Quando la potenza creatrice di un genio ha tratto così da una materia leggendaria una grande opera d'arte, quasi sempre accade che, mentre inesauribilmente vi si cerca lo spunto di sempre nuove elaborazioni, la storia della leggenda invece in certo modo finisce. Ciò che era trama della leggenda, e ne racchiudeva in sé il significato umano universale, si è risolto in concreta vita di un determinato personaggio: e come tale si presenta ai poeti che vengon dopo, i quali o se n'allontanano - così che pochi, e per lo più esteriori, rapporti con la leggenda permangono - o ne subiscono il dominio e, includendovi esperienze nuove e nuovi stati d'animo, si limitano a ricavarne variazioni di tono personale, soggettivo.
L'una cosa e l'altra è avvenuta, dopo Mozart, con Don Giovanni; e tanto più facilmente in quanto l'apparizione dell'opera di Mozart ha coinciso nell'arte con gl'inizî di un'età nuova, di tendenze spiccatamente individualistiche, per cui non più in ciò che appar tipico per tutti gli uomini è stata cercata la verità della poesia, ma direttamente ed esclusivamente nell'intimità dei sentimenti del poeta. Byron riversò così in Don Giovanni l'amarezza dei suoi sarcasmi e le lugubri fastosità del suo ghignante satanismo - offrendo, qualche anno dopo, lo spunto alla livida e spettrale visione di naufragio della Mort de don Juan del Delacroix -; Hoffmann lo condannò a portar nella sua corsa al piacere le complicate torture della propria romantica anima e della propria fantasia allucinata; Grabbe lo oppose a Faust, travolgendo l'uno e l'altro sotto l'onda torbida e nera del suo sconclusionato pessimismo nichilistico; Lenau lo annegò nella mortale stanchezza del suo Weltschmerz, per cui il dolore è voluttà e la voluttà è dolore, e la vita non altro che uno stanco e lento e triste, perenne "sentirsi morire"; Almquist in Svezia, con un impressionismo avanti lettera, dopo avergli fatto avvelenare involontariamente il figlio don Ramido - per i veleni di cui erano intrisi i colori di un ritratto di donna che egli ha dipinto e che il figlio ha baciato - lo fece accanire a ispirare contro di sé odio e disprezzo nella donna che ama e da cui è amato; anche in Russia, Puškin gli fece cantare il Vanitas vanitatum, che eternamente risuona in tutte le anime romantiche. Più tardi il De Musset gli diede il suo snobismo e le sue sazietà di raffinato, le sue malinconie e la sua noia; Gauthier se lo vide sorger davanti, su dalla tomba, misera carcassa, flaccida e disfatta, in finta parrucca e con dentiera finta; e con disposizioni d'animo non dissimili anche il Campoamor si compiacque di ritrarlo morente, in una caverna, che, sotto i baci ardenti di un'ultima amante che ve l'ha raggiunto, perde la vita. Qualche tempo innanzi Merimée e Dumas lo avevano passato dalla famiglia dei Tenorio alla famiglia dei Maraña; ma tosto lo restituì ai Tenorio lo Zorrilla, e, tuffandolo nelle fragorose onde del suo romantico lirismo, lo colorì con tutti i colori della sua tavolozza ispano-vittorughiana, con scene a grande effetto e con un finale di "mistero" religioso, che mandarono per anni le folle spagnole in visibilio.

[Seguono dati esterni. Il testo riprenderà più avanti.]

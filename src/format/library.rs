//! Format libraries loaded from TOML
//!
//! A library declares formats without code:
//!
//! ```toml
//! [[formats]]
//! type = "TopSecret"
//!
//! [[formats.attributes]]
//! name = "name"
//! sequence = [{ generator = "first_name" }, " ", { generator = "last_name" }]
//!
//! [[formats.attributes]]
//! name = "rank"
//! literal = "Captain"
//!
//! [[formats.attributes]]
//! name = "age"
//! generator = "number"
//! args = [18, 90]
//! ```
//!
//! Each attribute table holds exactly one of `literal`, `generator` or
//! `sequence`. Sequence items are bare strings (literals) or nested recipe
//! tables. Computed recipes and override arguments need code and have no
//! TOML form.

use super::builder::{Format, FormatBuilder};
use super::recipe::{Arg, Recipe};
use super::registry::FormatRegistry;
use crate::domain::{CleanerError, Result, Value};
use serde::Deserialize;
use std::path::Path;
use tracing::info;

#[derive(Debug, Deserialize)]
struct FormatLibrary {
    #[serde(default)]
    formats: Vec<FormatSpec>,
}

#[derive(Debug, Deserialize)]
struct FormatSpec {
    #[serde(rename = "type")]
    type_name: String,
    #[serde(default)]
    attributes: Vec<AttributeSpec>,
}

#[derive(Debug, Deserialize)]
struct AttributeSpec {
    name: String,
    #[serde(flatten)]
    recipe: RecipeSpec,
}

#[derive(Debug, Default, Deserialize)]
struct RecipeSpec {
    literal: Option<ScalarSpec>,
    generator: Option<String>,
    #[serde(default)]
    args: Vec<ScalarSpec>,
    sequence: Option<Vec<SequenceItem>>,
}

#[derive(Debug, Deserialize)]
#[serde(untagged)]
enum ScalarSpec {
    Bool(bool),
    Int(i64),
    Float(f64),
    Text(String),
}

#[derive(Debug, Deserialize)]
#[serde(untagged)]
enum SequenceItem {
    Text(String),
    Recipe(RecipeSpec),
}

impl From<ScalarSpec> for Value {
    fn from(spec: ScalarSpec) -> Self {
        match spec {
            ScalarSpec::Bool(b) => Value::Bool(b),
            ScalarSpec::Int(i) => Value::Int(i),
            ScalarSpec::Float(f) => Value::Float(f),
            ScalarSpec::Text(s) => Value::Text(s),
        }
    }
}

impl RecipeSpec {
    fn into_recipe(self, location: &str) -> Result<Recipe> {
        let RecipeSpec {
            literal,
            generator,
            args,
            sequence,
        } = self;

        match (literal, generator, sequence) {
            (Some(value), None, None) if args.is_empty() => Ok(Recipe::Literal(value.into())),
            (None, Some(name), None) => Ok(Recipe::Generator {
                name,
                args: args.into_iter().map(|arg| Arg::Static(arg.into())).collect(),
            }),
            (None, None, Some(items)) if args.is_empty() => items
                .into_iter()
                .enumerate()
                .map(|(index, item)| match item {
                    SequenceItem::Text(text) => Ok(Recipe::Literal(Value::Text(text))),
                    SequenceItem::Recipe(spec) => spec.into_recipe(&format!("{location}[{index}]")),
                })
                .collect::<Result<Vec<_>>>()
                .map(Recipe::Sequence),
            (Some(_), None, None) | (None, None, Some(_)) => Err(CleanerError::Configuration(
                format!("'args' is only allowed with 'generator' in {location}"),
            )),
            _ => Err(CleanerError::Configuration(format!(
                "Expected exactly one of 'literal', 'generator' or 'sequence' in {location}"
            ))),
        }
    }
}

impl FormatSpec {
    fn into_format(self) -> Result<Format> {
        if self.type_name.trim().is_empty() {
            return Err(CleanerError::Configuration(
                "Format type name cannot be empty".to_string(),
            ));
        }

        let mut builder = FormatBuilder::new(self.type_name.clone());
        for attribute in self.attributes {
            let location = format!("{}.{}", self.type_name, attribute.name);
            let recipe = attribute.recipe.into_recipe(&location)?;
            builder.attribute(attribute.name, recipe);
        }
        Ok(builder.build())
    }
}

/// Parse a TOML format library into formats, in document order
///
/// # Errors
///
/// Returns [`CleanerError::Configuration`] if the document is not valid TOML
/// or an attribute table is malformed.
pub fn parse_format_library(content: &str) -> Result<Vec<Format>> {
    let library: FormatLibrary = toml::from_str(content).map_err(|e| {
        CleanerError::Configuration(format!("Failed to parse format library: {e}"))
    })?;

    library
        .formats
        .into_iter()
        .map(FormatSpec::into_format)
        .collect()
}

impl FormatRegistry {
    /// Declare every format in the TOML library at `path`
    ///
    /// Returns the number of formats declared. Earlier declarations of the
    /// same types are replaced.
    pub fn load_format_library(&mut self, path: impl AsRef<Path>) -> Result<usize> {
        let path = path.as_ref();
        let content = std::fs::read_to_string(path).map_err(|e| {
            CleanerError::Configuration(format!(
                "Failed to read format library {}: {e}",
                path.display()
            ))
        })?;

        let count = self.load_format_library_str(&content)?;
        info!(path = %path.display(), formats = count, "Loaded format library");
        Ok(count)
    }

    /// Declare every format in a TOML library document
    ///
    /// Nothing is declared unless the whole document is valid.
    pub fn load_format_library_str(&mut self, content: &str) -> Result<usize> {
        let formats = parse_format_library(content)?;
        let count = formats.len();
        for format in formats {
            self.insert_format(format);
        }
        Ok(count)
    }
}

#[cfg(test)]
mod tests {
    use super::*;

    const LIBRARY: &str = r#"
[[formats]]
type = "TopSecret"

[[formats.attributes]]
name = "name"
sequence = [{ generator = "first_name" }, " ", { generator = "last_name" }]

[[formats.attributes]]
name = "rank"
literal = "Captain"

[[formats.attributes]]
name = "age"
generator = "number"
args = [18, 90]

[[formats.attributes]]
name = "active"
literal = false
"#;

    #[test]
    fn test_parse_library() {
        let formats = parse_format_library(LIBRARY).unwrap();
        assert_eq!(formats.len(), 1);

        let format = &formats[0];
        assert_eq!(format.type_name(), "TopSecret");
        assert_eq!(format.len(), 4);

        match format.attribute("name") {
            Some(Recipe::Sequence(items)) => {
                assert_eq!(items.len(), 3);
                assert!(matches!(&items[1], Recipe::Literal(Value::Text(s)) if s == " "));
            }
            other => panic!("unexpected recipe {other:?}"),
        }

        match format.attribute("age") {
            Some(Recipe::Generator { name, args }) => {
                assert_eq!(name, "number");
                assert!(matches!(args[0], Arg::Static(Value::Int(18))));
                assert!(matches!(args[1], Arg::Static(Value::Int(90))));
            }
            other => panic!("unexpected recipe {other:?}"),
        }

        assert!(matches!(
            format.attribute("active"),
            Some(Recipe::Literal(Value::Bool(false)))
        ));
    }

    #[test]
    fn test_empty_document_declares_nothing() {
        assert!(parse_format_library("").unwrap().is_empty());
    }

    #[test]
    fn test_attribute_with_two_recipes_is_rejected() {
        let toml = r#"
[[formats]]
type = "TopSecret"

[[formats.attributes]]
name = "name"
literal = "Ford"
generator = "first_name"
"#;
        let err = parse_format_library(toml).unwrap_err();
        assert!(matches!(err, CleanerError::Configuration(ref msg) if msg.contains("TopSecret.name")));
    }

    #[test]
    fn test_attribute_without_recipe_is_rejected() {
        let toml = r#"
[[formats]]
type = "TopSecret"

[[formats.attributes]]
name = "name"
"#;
        assert!(matches!(
            parse_format_library(toml),
            Err(CleanerError::Configuration(_))
        ));
    }

    #[test]
    fn test_args_on_literal_are_rejected() {
        let toml = r#"
[[formats]]
type = "TopSecret"

[[formats.attributes]]
name = "name"
literal = "Ford"
args = [1]
"#;
        assert!(parse_format_library(toml).is_err());
    }

    #[test]
    fn test_invalid_toml() {
        let err = parse_format_library("[[formats]\ntype =").unwrap_err();
        assert!(matches!(err, CleanerError::Configuration(_)));
    }

    #[test]
    fn test_load_str_replaces_existing_format() {
        let mut registry = FormatRegistry::new();
        registry.declare_format("TopSecret", |f| {
            f.literal("email", "ford@betelgeuse.net");
        });

        assert_eq!(registry.load_format_library_str(LIBRARY).unwrap(), 1);
        assert!(registry.attribute_recipe("TopSecret", "email").is_none());
        assert!(registry.attribute_recipe("TopSecret", "rank").is_some());
    }

    #[test]
    fn test_load_missing_file() {
        let mut registry = FormatRegistry::new();
        let err = registry
            .load_format_library("/nonexistent/formats.toml")
            .unwrap_err();
        assert!(matches!(err, CleanerError::Configuration(_)));
    }
}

Nelle più disparate variazioni, il tema inesauribile ritorna in tutte le letterature: è del 1910 il dramma di Sternheim; del 1915 il poema di Bonsels; del 1929 il nuovo poema di von der Trenck; e si tace qui d'altri poeti meno noti. I più lasciarono il gran peccatore alle fiamme dell'inferno, a cui già fu condannato nascendo. Qualcuno invece si commosse sulla sua sorte e gli aperse infine le porte del Paradiso, come Zorrilla; qualcuno lo fece morir suicida, come Heyse, nel cratere del Vesuvio; qualcuno lo fece frate. Nietzsche lo ritrovò, al disopra delle passioni, nelle sfere della contemplazione pura, "Don Giovanni della conoscenza". Con una di quelle operazioni in cui è specialista, G. B. Shaw s'è addirittura attentato a cambiargli sesso. Tra le rielaborazioni italiane della leggenda si ricordino il Don Iuan di G. A. Cesareo (1883), la Dannazione di Don Giovanni di A. Graf (1905), L'ombra di Don Giovanni di E. Moschino per la musica di F. Altano (1914). L'unica cosa che a tutte, o quasi, queste diverse versioni è comune, è il sentimento dell'infinita "tristezza della carne", per cui la vita trova in fondo alla voluttà, in cui s'esalta, i germi della morte.
Bibl.: Fondamentale rimane ancor sempre l'indagine citata di A. Farinelli, completata in Cuatro palabras sobre Don Juan y la literatura donjuanesca del porvenir, in Homenaje a Menéndez y Pelayo, Madrid 1899. Soltanto singole aggiunte o modificate impostazioni di singoli problemi, e, soprattutto, più ampie esposizioni del materiale s'incontrano nelle opere numerose che si vennero pubblicando in seguito, fra cui v.: V. Said Armesto, La leyenda de Don Juan, Madrid 1908; G. Gendarme de Bévotte, La légende de Don Juan, Parigi 1906, 2ª ed., 2. voll., ivi 1912; H. Heckel, Das Don Juan-Problem in der neueren Dichtung, Breslavia 1915; J. R. Lomba y Pedraja, La leyenda y la figura de D. Juan Tenorio en la literatura española, Murcia 1921. Studio spico-analitico della leggenda è quello del noto mitologo freudiano O. Rank, Dies Don Juan-Gestalt, Vienna 1924. Per il periodo più antico della leggenda sono sempre da ricordarsi, oltre W. Davis, De oorsprong van de Don-Juan-legende (L'origine della leggenda di D. G.), in De gids 1915, anche i noti saggi di M. Menéndez y Pelayo, in Studios de critica literaria, Madrid 1884 segg., II; e di R. Menéndez P. dal, in Estudios leterarios, Madrid 1920.